Sports fan bigamy is frowned upon by anyone who cares about sports, and outside of traditional rivalries (Cowboys-Redskins, Yankees-Red Sox, etc.), the deepest hatred runs from Seattle to Pittsburgh, where the scars from Super Bowl XL will never heal.
Last week, Kissing Suzy Kolber noted that vice presidential candidate Sarah Palin told a Pittsburgh columnist that she cheers for the Steelers.
She adopted the Pittsburgh Steelers because of the team’s success in the 1970s and because there are no major professional teams in her state.
Just another mindless bandwagoner, right? Oh, but there’s more. From Sports Northwest:
Sarah Palin is a Seahawks fan. And not just a casual Seahawks fan, folks–Palin’s a member of the Seahawkers, the team’s official fan club.

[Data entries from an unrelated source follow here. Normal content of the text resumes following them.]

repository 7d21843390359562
use crate::definition::ScopePath;
use crate::registry::Registry;
use crate::schema::tests::test_schema::test_schema;
use crate::schema::SchemaValidationMessage;
use crate::schema::SdlSchema;

fn validate(schema: &SdlSchema, sources: &[(&str, &str)]) -> Vec<SchemaValidationMessage> {
    let registry = Registry::new("__");
    for (scope_path, source) in sources {
        let scope_path: ScopePath = scope_path.parse().expect("valid scope path");
        registry.register_source(&scope_path, source).expect("source registers");
    }
    let document = registry.document().expect("document resolves");
    schema.validate(&document)
}

fn messages(schema: &SdlSchema, sources: &[(&str, &str)]) -> Vec<String> {
    validate(schema, sources).into_iter().map(|msg| msg.message).collect()
}

#[test]
fn valid_document_has_no_messages() {
    let schema = test_schema();
    let found = messages(&schema, &[
        ("App::UserFields", "fragment on User { __typename id login ... on AdminUser { password } }"),
        ("App::Query", "query { viewer { ...App::UserFields repositories { name owner { id } } } }"),
        ("App::Search", "{ search(query: \"x\") { __typename ... on Repository { name } ... on Node { id } } }"),
        ("App::Star", "mutation { starRepository(name: \"x\") { id } }"),
    ]);
    assert_eq!(found, Vec::<String>::new());
}

#[test]
fn unknown_fields_are_reported() {
    let schema = test_schema();
    let found = messages(&schema, &[
        ("App::Query", "{ viewer { id email } bogus }"),
    ]);
    assert_eq!(found, [
        "Cannot query field \"email\" on type \"User\".",
        "Cannot query field \"bogus\" on type \"Query\".",
    ]);
}

#[test]
fn union_fields_need_a_type_condition() {
    let schema = test_schema();
    let found = messages(&schema, &[
        ("App::Search", "{ search(query: \"x\") { __typename id } }"),
    ]);
    assert_eq!(found, ["Cannot query field \"id\" on type \"SearchResult\"."]);
}

#[test]
fn leaf_and_composite_selections_are_checked() {
    let schema = test_schema();
    let found = messages(&schema, &[
        ("App::Query", "{ viewer { id { value } repositories } }"),
    ]);
    assert_eq!(found, [
        "Field \"id\" must not have a selection since type \"ID!\" has no subfields.",
        "Field \"repositories\" of type \"[Repository!]!\" must have a selection of subfields. Did you mean \"repositories { ... }\"?",
    ]);
}

#[test]
fn type_conditions_must_name_composite_types() {
    let schema = test_schema();
    let found = messages(&schema, &[
        ("App::Unknown", "fragment on Robot { id }"),
        ("App::Scalar", "fragment on String { length }"),
        ("App::Query", "{ viewer { ... on Robot { id } } }"),
    ]);
    assert_eq!(found, [
        "Unknown type \"Robot\".",
        "Fragment cannot condition on non composite type \"String\".",
        "Unknown type \"Robot\".",
    ]);
}

#[test]
fn impossible_spreads_are_reported() {
    let schema = test_schema();
    let found = messages(&schema, &[
        ("App::OrgFields", "fragment on Organization { name }"),
        ("App::Query", "{ viewer { ...App::OrgFields ... on Repository { name } } }"),
    ]);
    assert_eq!(found, [
        "Fragment \"App__OrgFields\" cannot be spread here as objects of type \"User\" can never be of type \"Organization\".",
        "Fragment cannot be spread here as objects of type \"User\" can never be of type \"Repository\".",
    ]);
}

#[test]
fn missing_root_types_are_reported() {
    let schema = test_schema();
    let found = messages(&schema, &[
        ("App::Ticks", "subscription { tick }"),
    ]);
    assert_eq!(found, ["Schema is not configured to execute subscription operation."]);
}

#[test]
fn messages_carry_source_positions() {
    let schema = test_schema();
    let found = validate(&schema, &[
        ("App::Query", "{\n  viewer {\n    email\n  }\n}"),
    ]);
    assert_eq!(found.len(), 1);
    let pos = &found[0].locations[0];
    assert_eq!((pos.line, pos.col), (3, 5));
}
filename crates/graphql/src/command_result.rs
use std::process::ExitCode;

#[derive(Debug)]
pub(crate) struct CommandResult {
    pub exit_code: ExitCode,
    pub stderr: Option<String>,
    pub stdout: Option<String>,
}

impl CommandResult {
    pub fn stderr(fmt_args: std::fmt::Arguments<'_>) -> Self {
        Self {
            exit_code: ExitCode::FAILURE,
            stderr: Some(format!("{fmt_args}")),
            stdout: None,
        }
    }

    pub fn stdout(fmt_args: std::fmt::Arguments<'_>) -> Self {
        Self {
            exit_code: ExitCode::SUCCESS,
            stderr: None,
            stdout: Some(format!("{fmt_args}")),
        }
    }
}
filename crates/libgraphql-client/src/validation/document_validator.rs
use crate::definition::Definition;
use crate::document::DefinitionMap;
use crate::document::Document;
use crate::document::FragmentResolver;
use crate::schema::SchemaValidator;
use crate::validation::ValidationError;
use crate::validation::ValidationMessage;
use std::sync::Arc;

/// Check `document` against `validator` (when one is given) and report every
/// fragment that no operation of the document reaches.
///
/// All problems are collected before returning: schema messages first, in
/// the order the validator reported them, then one
/// `Fragment <GlobalName> was defined, but not used` message per unused
/// fragment in document order.
pub fn validate_document(
    document: &Document,
    validator: Option<&dyn SchemaValidator>,
) -> Result<(), ValidationError> {
    let mut messages: Vec<ValidationMessage> = validator
        .map(|validator| validator.validate(document))
        .unwrap_or_default()
        .into_iter()
        .map(ValidationMessage::Schema)
        .collect();

    let definitions: DefinitionMap =
        document.definitions()
            .iter()
            .map(|def| (def.global_name().to_string(), def.clone()))
            .collect();
    let operations: Vec<Arc<Definition>> = document.operations().cloned().collect();
    match FragmentResolver::new(&definitions).reachable_fragments(&operations) {
        Ok(reachable) => messages.extend(
            document.fragments()
                .filter(|frag| !reachable.contains(frag.global_name()))
                .map(|frag| ValidationMessage::UnusedFragment {
                    fragment_name: frag.global_name().to_string(),
                    location: frag.def_location().to_owned(),
                }),
        ),
        Err(err) => messages.push(ValidationMessage::FragmentGraph(err)),
    }

    log::debug!(
        "Validated {} definition(s): {} problem(s).",
        document.len(),
        messages.len(),
    );
    if messages.is_empty() {
        Ok(())
    } else {
        Err(ValidationError::new(messages))
    }
}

I don’t want to go overboard and blow this out of proportion… but this bitch is Satan and I hope she dies.


On the other hand, she no fan of condoms… so we’re on the same page there.
She is NOT Satan. Satan knows what the Bush Doctrine is (in fact, it was his idea).
still. impregnating high school girls is a pretty sweet platform.
But she’s a hockey mom! And therefore ready to be President. So you obviously are sexist and hate America.
Suddenly, the web thinks that I’m interested in investing in a McCain/Palin “Compliance” fund.
I don’t like the sound of that.
Sarah Palin looks like she is the type of woman that makes her husband watch her bang black dudes.
I’m so glad there’s a politician out there willing to blatantly pander and say whatever needs to be said for a few extra votes. I get so tired of them making a stand, being honest and direct and such.
On a serious note, she really is a horrible cunt.
Note: those aren’t Vikings fans. They just have really, really intense orgies in Alaska.
Maybe she just wants to bang you AND Ape.
Id drill that north shore.
According to her, Jesus created the NFL so she has to be a fan of all teams.
/ten bucks says she has no idea who plays for either team
She shoots wolves from airplanes…as someone who is not a hunter, I find this a bit, shall we say, chickenshit. Does anyone here who hunts have an opinion on this?
Substitute Raiders fans for wolves, you’re onto something.
Anyone that runs, is a wolf.
Anyone that stands still, is a well-disciplined wolf.
Werewolf?
There wolf.
Although not a hunter myself, members of my family enjoy killing animals in the wild. They will tell you that yes, shooting from planes and/or shooting at “stocked” retreats means you’re a gigantic asshat.
(PS – I’ve had It’s Raining Men in my head for over an hour. To whoever wrote/sang It’s Raining Favre a few posts ago, I offer a hearty Fuck You.)
you know that one socially inept friend you have in college who, one time in his entire life, ALMOST closed the deal with a semi-decent looking girl, and has spent pretty much every day since talking about the ONE time that he ALMOST f*&ked a hot chick, because lord knows he will never, ever, ever come that close ever agai-oh, hi seahawks fan. i didnt see you standing there.
You can put lipstick on a Steelers fan, but unless it has a dick Rothlisberger won’t kiss it.
This is my nipple! This is my gun! This is for pinching! This is for fun! Whaa..?
LT Winslow +100000000000000000000000
I’m just saying my prayers that someone will challenge this two-faced battleaxe to locate Pakistan or Georgia or Iran on a map.
Q: How do you train a pit bull to lie upon command?
A: Put some lipstick on it.
C’mon Smello! I couldn’t help myself!
I think Biden should just drop trow and wave his penis at her on at the first debate.
@Swany: “Governor Palin, are you saying that if I used my senatorial penis to rape you right now, you would carry the child to term?”
I’ve not been keeping up with current events, which one is she?
+1 @ WhyDoYouAsk
Please let it be the grizzly fella, bottom right, and she dresses like that normally.
…this bitch is Satan and I hope she dies.
Tough, but fair.
You’d think Ms. Palin’s taste would run to teams with more religious overtones, such as the Vikings (Purple Jesus), Notre Dame (Touchdown Jesus)…oh yeah, I forgot the Seahawks have Dropped Pass Jesus, Short Punt Jesus, and Lame Duck Coach Jesus. Well, alrighty then.
Her kid may be retarded, but that pussy ain’t retarded!
Bob Barr for President.
Not like she wrote a best selling memoir saying she gave the Viet Cong the names of the Green Bay Packers offensive line as her squadron mates, then told people in Pennsylvania she gave them the names of the Steelers defensive line.
[blogs.abcnews.com]
So she forgot Super Bowl XL, she’s GILF-to-be!